The practical shift this enables is significant. Applications that previously required a cloud round-trip for tasks like real-time transcription, on-device document summarisation, and local image generation can now run entirely on the chip. Apple's on-device Private Cloud Compute architecture leans on this: requests that can be handled by the Neural Engine never leave the device at all.
For developers, the M5 Neural Engine exposes a Core ML pipeline that accepts GGUF and MLX model formats directly. Models compressed with Apple's own quantisation tools run at 4-bit precision without meaningful quality loss on most inference tasks. The MLX framework, which Apple open-sourced in late 2023, now has first-party optimisation for M5's unified memory architecture — meaning a 7B model loaded once stays resident without cache thrashing even while other applications run.

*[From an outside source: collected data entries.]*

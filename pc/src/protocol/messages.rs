//! Action channel message types
//!
//! JSON-over-newline protocol. Each message is a single line of JSON followed by `\n`.

use serde::{Deserialize, Serialize};

use super::types::{FeedbackNotification, GoalResult, PlanRequest};

/// Messages from client to planning service
#[derive(Debug, Clone, Serialize, Deserialize, PartialEq, Eq)]
#[serde(tag = "type")]
pub enum ClientMessage {
    /// Readiness probe
    Ping,

    /// Submit a planning goal
    SendGoal { goal_id: String, goal: PlanRequest },

    /// Ask the service to stop working on a goal
    CancelGoal { goal_id: String },
}

/// Messages from planning service to client
#[derive(Debug, Clone, Serialize, Deserialize, PartialEq)]
#[serde(tag = "type")]
pub enum ServiceMessage {
    /// Pong response to ping
    Pong { version: String },

    GoalAccepted { goal_id: String },

    GoalRejected { goal_id: String, reason: String },

    /// Incremental planning outcome; zero or more per goal
    Feedback {
        goal_id: String,
        feedback: FeedbackNotification,
    },

    /// Final result; nothing follows for this goal
    Result { goal_id: String, result: GoalResult },

    GoalCanceled { goal_id: String },

    /// Error response
    Error { message: String },
}

impl ServiceMessage {
    /// Goal this message refers to, if any
    pub fn goal_id(&self) -> Option<&str> {
        match self {
            Self::GoalAccepted { goal_id }
            | Self::GoalRejected { goal_id, .. }
            | Self::Feedback { goal_id, .. }
            | Self::Result { goal_id, .. }
            | Self::GoalCanceled { goal_id } => Some(goal_id),
            Self::Pong { .. } | Self::Error { .. } => None,
        }
    }

    /// Short name for logging
    pub fn kind(&self) -> &'static str {
        match self {
            Self::Pong { .. } => "Pong",
            Self::GoalAccepted { .. } => "GoalAccepted",
            Self::GoalRejected { .. } => "GoalRejected",
            Self::Feedback { .. } => "Feedback",
            Self::Result { .. } => "Result",
            Self::GoalCanceled { .. } => "GoalCanceled",
            Self::Error { .. } => "Error",
        }
    }
}
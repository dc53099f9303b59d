//! Goal lifecycle state machine
//!
//! Tracks one submitted goal from submission to a terminal state so the
//! client knows when the interaction is over instead of waiting forever.

use serde::{Deserialize, Serialize};
use tracing::{debug, info, warn};

use crate::protocol::{GoalResult, PlanStatus, ServiceMessage};

/// When to stop consuming feedback for a goal
#[derive(Debug, Clone, Copy, PartialEq, Eq, Default, Serialize, Deserialize)]
#[serde(rename_all = "kebab-case")]
pub enum CompletionPolicy {
    /// Keep rendering anytime plans until the service ends the goal
    #[default]
    UntilResult,
    /// Stop and cancel the goal after the first satisficing plan
    FirstPlan,
}

/// Where a goal is in its lifecycle
#[derive(Debug, Clone, PartialEq, Eq)]
pub enum GoalState {
    /// Sent, not yet acknowledged
    Submitted,
    /// Accepted, no plan yet
    AwaitingFeedback,
    /// At least one satisficing plan was received
    Solved { plans: usize },
    /// Planner finished without a satisficing plan
    Exhausted { status: PlanStatus },
    /// Goal could not be carried out
    Failed { reason: String },
}

impl GoalState {
    pub fn is_solved(&self) -> bool {
        matches!(self, Self::Solved { .. })
    }
}

impl std::fmt::Display for GoalState {
    fn fmt(&self, f: &mut std::fmt::Formatter<'_>) -> std::fmt::Result {
        match self {
            Self::Submitted => write!(f, "submitted"),
            Self::AwaitingFeedback => write!(f, "awaiting feedback"),
            Self::Solved { plans } => write!(f, "solved ({} plan{})", plans, if *plans == 1 { "" } else { "s" }),
            Self::Exhausted { status } => write!(f, "no plan found ({})", status),
            Self::Failed { reason } => write!(f, "failed: {}", reason),
        }
    }
}

/// State of one goal plus the bookkeeping needed to conclude it
#[derive(Debug)]
pub struct GoalSession {
    goal_id: String,
    policy: CompletionPolicy,
    state: GoalState,
    plans: usize,
    last_status: Option<PlanStatus>,
    finished: bool,
    cancel_requested: bool,
}

impl GoalSession {
    pub fn new(goal_id: impl Into<String>, policy: CompletionPolicy) -> Self {
        Self {
            goal_id: goal_id.into(),
            policy,
            state: GoalState::Submitted,
            plans: 0,
            last_status: None,
            finished: false,
            cancel_requested: false,
        }
    }

    pub fn goal_id(&self) -> &str {
        &self.goal_id
    }

    pub fn state(&self) -> &GoalState {
        &self.state
    }

    /// Number of satisficing plans seen so far
    pub fn plans(&self) -> usize {
        self.plans
    }

    /// No further messages should be consumed
    pub fn is_finished(&self) -> bool {
        self.finished
    }

    /// The client stopped before the service did and should cancel the goal
    pub fn needs_cancel(&self) -> bool {
        self.cancel_requested
    }

    /// Whether a message is addressed to this goal
    pub fn accepts(&self, msg: &ServiceMessage) -> bool {
        match msg.goal_id() {
            Some(id) => id == self.goal_id,
            None => true,
        }
    }

    /// Advance the state machine with one message from the service
    pub fn apply(&mut self, msg: &ServiceMessage) {
        if self.finished {
            debug!(goal_id = %self.goal_id, kind = msg.kind(), "GoalSession::apply: already finished, ignoring");
            return;
        }

        match msg {
            ServiceMessage::GoalAccepted { .. } => {
                if self.state == GoalState::Submitted {
                    info!(goal_id = %self.goal_id, "Goal accepted");
                    self.state = GoalState::AwaitingFeedback;
                }
            }
            ServiceMessage::GoalRejected { reason, .. } => {
                warn!(goal_id = %self.goal_id, %reason, "Goal rejected");
                self.finish(GoalState::Failed {
                    reason: format!("goal rejected: {}", reason),
                });
            }
            ServiceMessage::Feedback { feedback, .. } => self.apply_status(feedback.status()),
            ServiceMessage::Result { result, .. } => self.apply_result(result),
            ServiceMessage::GoalCanceled { .. } => {
                info!(goal_id = %self.goal_id, "Goal canceled by service");
                self.conclude("goal canceled before a plan was found");
            }
            ServiceMessage::Error { message } => {
                warn!(goal_id = %self.goal_id, %message, "Service reported an error");
                self.finish(GoalState::Failed {
                    reason: message.clone(),
                });
            }
            ServiceMessage::Pong { .. } => {}
        }
    }

    /// The service closed the stream
    pub fn end_of_stream(&mut self) {
        if !self.finished {
            debug!(goal_id = %self.goal_id, "GoalSession::end_of_stream: stream closed");
            self.conclude("connection closed before a plan was found");
        }
    }

    /// Give up on the goal from the client side
    pub fn abort(&mut self, reason: impl Into<String>) {
        if !self.finished {
            self.cancel_requested = true;
            self.finish(GoalState::Failed { reason: reason.into() });
        }
    }

    fn apply_status(&mut self, status: PlanStatus) {
        if self.state == GoalState::Submitted {
            // Feedback implies the goal was accepted
            self.state = GoalState::AwaitingFeedback;
        }

        if status.is_satisficing() {
            self.plans += 1;
            self.state = GoalState::Solved { plans: self.plans };
            debug!(goal_id = %self.goal_id, plans = self.plans, "GoalSession::apply_status: satisficing plan");
            if self.policy == CompletionPolicy::FirstPlan {
                self.cancel_requested = true;
                self.finished = true;
            }
            return;
        }

        self.last_status = Some(status);
        if status.is_terminal() {
            info!(goal_id = %self.goal_id, %status, "Planner reported terminal status");
            self.conclude("planner finished without a plan");
        } else {
            debug!(goal_id = %self.goal_id, %status, "GoalSession::apply_status: non-terminal status");
        }
    }

    fn apply_result(&mut self, result: &GoalResult) {
        info!(goal_id = %self.goal_id, success = result.success, message = %result.message, "Goal result received");
        if !result.success && self.plans == 0 && self.last_status.is_none() {
            let reason = if result.message.is_empty() {
                "goal failed".to_string()
            } else {
                result.message.clone()
            };
            self.finish(GoalState::Failed { reason });
        } else {
            self.conclude("goal finished without a plan");
        }
    }

    /// Terminal state from what has been seen so far
    fn conclude(&mut self, fallback_reason: &str) {
        let state = if self.plans > 0 {
            GoalState::Solved { plans: self.plans }
        } else if let Some(status) = self.last_status {
            GoalState::Exhausted { status }
        } else {
            GoalState::Failed {
                reason: fallback_reason.to_string(),
            }
        };
        self.finish(state);
    }

    fn finish(&mut self, state: GoalState) {
        debug!(goal_id = %self.goal_id, %state, "GoalSession::finish");
        self.state = state;
        self.finished = true;
    }
}
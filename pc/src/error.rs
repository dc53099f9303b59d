//! Planning client error types

use std::path::PathBuf;
use std::time::Duration;
use thiserror::Error;

/// Errors that can occur while submitting a goal or interpreting its feedback
#[derive(Debug, Error)]
pub enum PlanClientError {
    #[error("No planning service available at {} after {waited:?}", .socket.display())]
    ChannelUnavailable { socket: PathBuf, waited: Duration },

    #[error("Malformed notification: action {action_index} parameter {parameter_index}: {reason}")]
    MalformedNotification {
        action_index: usize,
        parameter_index: usize,
        reason: String,
    },

    #[error("Goal {goal_id} rejected: {reason}")]
    GoalRejected { goal_id: String, reason: String },

    #[error("Connection to planning service closed")]
    ConnectionClosed,

    #[error("Timeout after {0:?}")]
    Timeout(Duration),

    #[error("Protocol error: {0}")]
    Protocol(String),

    #[error("I/O error: {0}")]
    Io(#[from] std::io::Error),

    #[error("JSON serialization error: {0}")]
    Json(#[from] serde_json::Error),
}

impl PlanClientError {
    /// Check if this is a service discovery failure
    pub fn is_unavailable(&self) -> bool {
        matches!(self, PlanClientError::ChannelUnavailable { .. })
    }

    /// Check if a fresh submission could reasonably succeed
    ///
    /// The client itself never retries; this is for callers that do.
    pub fn is_retryable(&self) -> bool {
        match self {
            PlanClientError::ChannelUnavailable { .. } => true,
            PlanClientError::ConnectionClosed => true,
            PlanClientError::Timeout(_) => true,
            PlanClientError::Io(_) => true,
            PlanClientError::MalformedNotification { .. } => false,
            PlanClientError::GoalRejected { .. } => false,
            PlanClientError::Protocol(_) => false,
            PlanClientError::Json(_) => false,
        }
    }
}

#[cfg(test)]
mod tests {
    use super::*;

    #[test]
    fn test_is_unavailable() {
        let err = PlanClientError::ChannelUnavailable {
            socket: PathBuf::from("/tmp/planner.sock"),
            waited: Duration::from_secs(5),
        };
        assert!(err.is_unavailable());
        assert!(!PlanClientError::ConnectionClosed.is_unavailable());
    }

    #[test]
    fn test_is_retryable() {
        assert!(PlanClientError::ConnectionClosed.is_retryable());
        assert!(PlanClientError::Timeout(Duration::from_secs(1)).is_retryable());

        // A malformed plan will be malformed again
        assert!(
            !PlanClientError::MalformedNotification {
                action_index: 0,
                parameter_index: 1,
                reason: "empty symbol_atom".to_string(),
            }
            .is_retryable()
        );

        assert!(
            !PlanClientError::GoalRejected {
                goal_id: "g".to_string(),
                reason: "busy".to_string(),
            }
            .is_retryable()
        );
    }

    #[test]
    fn test_display_channel_unavailable() {
        let err = PlanClientError::ChannelUnavailable {
            socket: PathBuf::from("/run/planner.sock"),
            waited: Duration::from_millis(250),
        };
        assert_eq!(
            err.to_string(),
            "No planning service available at /run/planner.sock after 250ms"
        );
    }

    #[test]
    fn test_display_malformed_notification() {
        let err = PlanClientError::MalformedNotification {
            action_index: 2,
            parameter_index: 0,
            reason: "empty symbol_atom".to_string(),
        };
        assert_eq!(
            err.to_string(),
            "Malformed notification: action 2 parameter 0: empty symbol_atom"
        );
    }
}
//! planclient - one-shot task planning client
//!
//! Submits a planning goal (a domain and a problem description) to a remote
//! planning service over an asynchronous action channel, then interprets the
//! service's feedback stream. Anytime planners report plans as feedback
//! rather than as a final result, so every `SOLVED_SATISFICING` notification
//! is rendered as it arrives.
//!
//! # Modules
//!
//! - [`protocol`] - Goal, feedback and control message types
//! - [`channel`] - Action channel trait and Unix socket transport
//! - [`client`] - Goal submission and feedback dispatch
//! - [`session`] - Goal lifecycle state machine
//! - [`render`] - Plan text rendering
//! - [`service`] - Scripted planning service for local runs and tests
//! - [`config`] - Configuration types and loading
//! - [`cli`] - Command-line interface

pub mod channel;
pub mod cli;
pub mod client;
pub mod config;
pub mod error;
pub mod paths;
pub mod protocol;
pub mod render;
pub mod service;
pub mod session;

// Re-export commonly used types
pub use channel::{ActionChannel, GoalStream, UnixActionChannel};
pub use client::{FeedbackHandler, GoalHandle, PlanPrinter, PlanningRequestClient};
pub use config::Config;
pub use error::PlanClientError;
pub use protocol::{
    ActionInstance, FeedbackNotification, Parameter, PlanGenerationResult, PlanRequest, PlanStatus, RequestMode,
    ResolutionMode,
};
pub use render::render_plan;
pub use session::{CompletionPolicy, GoalState};
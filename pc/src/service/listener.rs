//! Socket listener helpers for the service side

use std::io;
use std::os::unix::net::UnixStream as StdUnixStream;
use std::path::{Path, PathBuf};

use eyre::{Context, Result, bail};
use tokio::net::UnixListener;
use tracing::{debug, info, warn};

/// Bind the service socket at `socket_path`
///
/// A leftover socket file from a dead service is replaced. A socket that
/// still accepts connections belongs to a live service and is left alone.
pub fn create_listener_at(socket_path: &Path) -> Result<(UnixListener, PathBuf)> {
    debug!(?socket_path, "create_listener_at: called");

    if let Some(parent) = socket_path.parent() {
        std::fs::create_dir_all(parent).with_context(|| format!("Failed to create {}", parent.display()))?;
    }

    if StdUnixStream::connect(socket_path).is_ok() {
        bail!("A planning service is already listening on {}", socket_path.display());
    }
    cleanup_socket(socket_path);

    let listener =
        UnixListener::bind(socket_path).with_context(|| format!("Failed to bind {}", socket_path.display()))?;
    info!(?socket_path, "Planning service socket bound");

    Ok((listener, socket_path.to_path_buf()))
}

/// Remove the socket file; a missing file is not an error
pub fn cleanup_socket(socket_path: &Path) {
    match std::fs::remove_file(socket_path) {
        Ok(()) => debug!(?socket_path, "cleanup_socket: removed"),
        Err(e) if e.kind() == io::ErrorKind::NotFound => {}
        Err(e) => warn!(?socket_path, error = %e, "Failed to remove socket file"),
    }
}

#[cfg(test)]
mod tests {
    use super::*;
    use tempfile::TempDir;

    #[tokio::test]
    async fn test_create_listener_creates_parent_dir() {
        let temp = TempDir::new().unwrap();
        let socket_path = temp.path().join("subdir").join("planner.sock");

        let (_, path) = create_listener_at(&socket_path).unwrap();
        assert_eq!(path, socket_path);
        assert!(socket_path.exists());
    }

    #[tokio::test]
    async fn test_create_listener_removes_stale_socket() {
        let temp = TempDir::new().unwrap();
        let socket_path = temp.path().join("planner.sock");

        // Create a stale file
        std::fs::write(&socket_path, "stale").unwrap();

        assert!(create_listener_at(&socket_path).is_ok());
    }

    #[tokio::test]
    async fn test_create_listener_replaces_dead_service_socket() {
        let temp = TempDir::new().unwrap();
        let socket_path = temp.path().join("planner.sock");

        // Dropping the listener leaves the socket file behind with nobody accepting
        let (dead, _) = create_listener_at(&socket_path).unwrap();
        drop(dead);
        assert!(socket_path.exists());

        assert!(create_listener_at(&socket_path).is_ok());
    }

    #[tokio::test]
    async fn test_create_listener_refuses_live_socket() {
        let temp = TempDir::new().unwrap();
        let socket_path = temp.path().join("planner.sock");

        let (_live, _) = create_listener_at(&socket_path).unwrap();
        let err = create_listener_at(&socket_path).unwrap_err();

        assert!(err.to_string().contains("already listening"), "unexpected error: {err}");
        assert!(socket_path.exists());
    }

    #[test]
    fn test_cleanup_socket_removes_file() {
        let temp = TempDir::new().unwrap();
        let socket_path = temp.path().join("planner.sock");

        std::fs::write(&socket_path, "test").unwrap();
        assert!(socket_path.exists());

        cleanup_socket(&socket_path);
        assert!(!socket_path.exists());
    }

    #[test]
    fn test_cleanup_socket_handles_missing_file() {
        let temp = TempDir::new().unwrap();

        // Should not panic
        cleanup_socket(&temp.path().join("nonexistent.sock"));
    }
}
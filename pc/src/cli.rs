//! CLI command definitions and subcommands

use clap::{Args, Parser, Subcommand};
use std::path::PathBuf;
use tracing::debug;

/// planclient - one-shot task planning client
#[derive(Parser)]
#[command(
    name = "pc",
    about = "Submit a one-shot planning goal and print the plans the planner reports",
    version = env!("CARGO_PKG_VERSION"),
)]
pub struct Cli {
    /// Path to config file
    #[arg(short, long, global = true, help = "Path to config file")]
    pub config: Option<PathBuf>,

    /// Log level (TRACE, DEBUG, INFO, WARN, ERROR)
    #[arg(
        short = 'l',
        long = "log-level",
        global = true,
        help = "Log level (TRACE, DEBUG, INFO, WARN, ERROR)"
    )]
    pub log_level: Option<String>,

    /// Subcommand to execute; `plan` when omitted
    #[command(subcommand)]
    pub command: Option<Command>,
}

/// CLI subcommands
#[derive(Debug, Subcommand)]
pub enum Command {
    /// Submit a planning goal and print every satisficing plan
    Plan(PlanArgs),

    /// Check whether a planning service is reachable
    Ping {
        /// Planning service socket
        #[arg(long)]
        socket: Option<PathBuf>,

        /// How long to wait for the service (0 waits forever)
        #[arg(long)]
        wait_timeout_ms: Option<u64>,
    },

    /// Run a scripted planning service that replays feedback from a YAML file
    Serve {
        /// Plan script to replay
        #[arg(short, long)]
        script: PathBuf,

        /// Socket to listen on
        #[arg(long)]
        socket: Option<PathBuf>,
    },
}

/// Options for submitting a goal
#[derive(Debug, Default, Args)]
pub struct PlanArgs {
    /// Domain description file
    #[arg(short, long)]
    pub domain: Option<PathBuf>,

    /// Problem description file
    #[arg(short, long)]
    pub problem: Option<PathBuf>,

    /// Send file contents instead of paths
    #[arg(long)]
    pub inline: bool,

    /// Stop after the first satisficing plan and cancel the goal
    #[arg(long)]
    pub first_plan: bool,

    /// Planning service socket
    #[arg(long)]
    pub socket: Option<PathBuf>,

    /// How long to wait for the service (0 waits forever)
    #[arg(long)]
    pub wait_timeout_ms: Option<u64>,

    /// Give up if the goal has not ended after this long (0 is unbounded)
    #[arg(long)]
    pub plan_timeout_ms: Option<u64>,
}

/// Get the log file path
pub fn get_log_path() -> PathBuf {
    debug!("get_log_path: called");
    let path = dirs::data_local_dir()
        .unwrap_or_else(|| PathBuf::from("."))
        .join("planclient")
        .join("logs")
        .join("planclient.log");
    debug!(?path, "get_log_path: returning path");
    path
}
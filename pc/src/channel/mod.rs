//! Asynchronous action channel to the planning service
//!
//! The client talks to the planner through [`ActionChannel`]: a readiness
//! wait, then one goal whose messages arrive on a [`GoalStream`]. The
//! production transport is a Unix Domain Socket.

use std::path::PathBuf;
use std::time::Duration;

use async_trait::async_trait;

use crate::error::PlanClientError;
use crate::protocol::{PlanRequest, ServiceMessage};

pub mod frame;
pub mod unix;

pub use unix::{UnixActionChannel, UnixGoalStream};

/// Get the default socket path of the planning service
pub fn get_socket_path() -> PathBuf {
    dirs::runtime_dir()
        .or_else(dirs::data_local_dir)
        .unwrap_or_else(|| PathBuf::from("/tmp"))
        .join("planclient")
        .join("planner.sock")
}

/// Transport that can discover the planning service and submit goals to it
#[async_trait]
pub trait ActionChannel: Send + Sync {
    /// Block until the service answers, or fail with `ChannelUnavailable`
    ///
    /// `None` waits forever.
    async fn wait_for_server(&self, timeout: Option<Duration>) -> Result<(), PlanClientError>;

    /// Send a goal and return as soon as it is written
    async fn send_goal(&self, goal_id: &str, request: &PlanRequest) -> Result<Box<dyn GoalStream>, PlanClientError>;
}

/// Messages the service sends about one goal, in arrival order
#[async_trait]
pub trait GoalStream: Send {
    /// Next message, or `None` once the service closes the stream
    async fn next_message(&mut self) -> Result<Option<ServiceMessage>, PlanClientError>;

    /// Ask the service to stop working on the goal
    async fn cancel(&mut self) -> Result<(), PlanClientError>;
}
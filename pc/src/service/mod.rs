//! Planning service side of the action protocol
//!
//! The real planner lives elsewhere; this module provides the socket
//! plumbing and a scripted stand-in that replays feedback.

pub mod listener;
pub mod scripted;

pub use listener::{cleanup_socket, create_listener_at};
pub use scripted::{PlanScript, ScriptedService};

The competitive benchmark here is qualcomm's Snapdragon X Elite, which also targets 45 TOPS on its Hexagon NPU. But Apple's advantage is software: Core ML's integration with macOS and iOS means developers write once and deploy across the entire installed base, estimated at over 400 million active Macs and over 1 billion iPhones. Qualcomm's NPU requires platform-specific optimisation that many ISVs have not prioritised.
There are real limits. The 45 TOPS figure applies to INT8 inference; for FP16 operations the throughput halves. Models above 13B parameters still require splitting across CPU and GPU, which introduces latency. And the M5's peak performance requires adequate thermal headroom — MacBook Air users in passive-cooling configurations will see sustained throughput below the peak.
What this means for the market: the threshold at which a consumer device can replace a cloud AI subscription for most personal tasks has arrived. That has implications not just for user privacy but for infrastructure costs. If 30 percent of AI inference requests shift on-device over the next two years, the demand curve for GPU cloud clusters could flatten faster than most projections assume.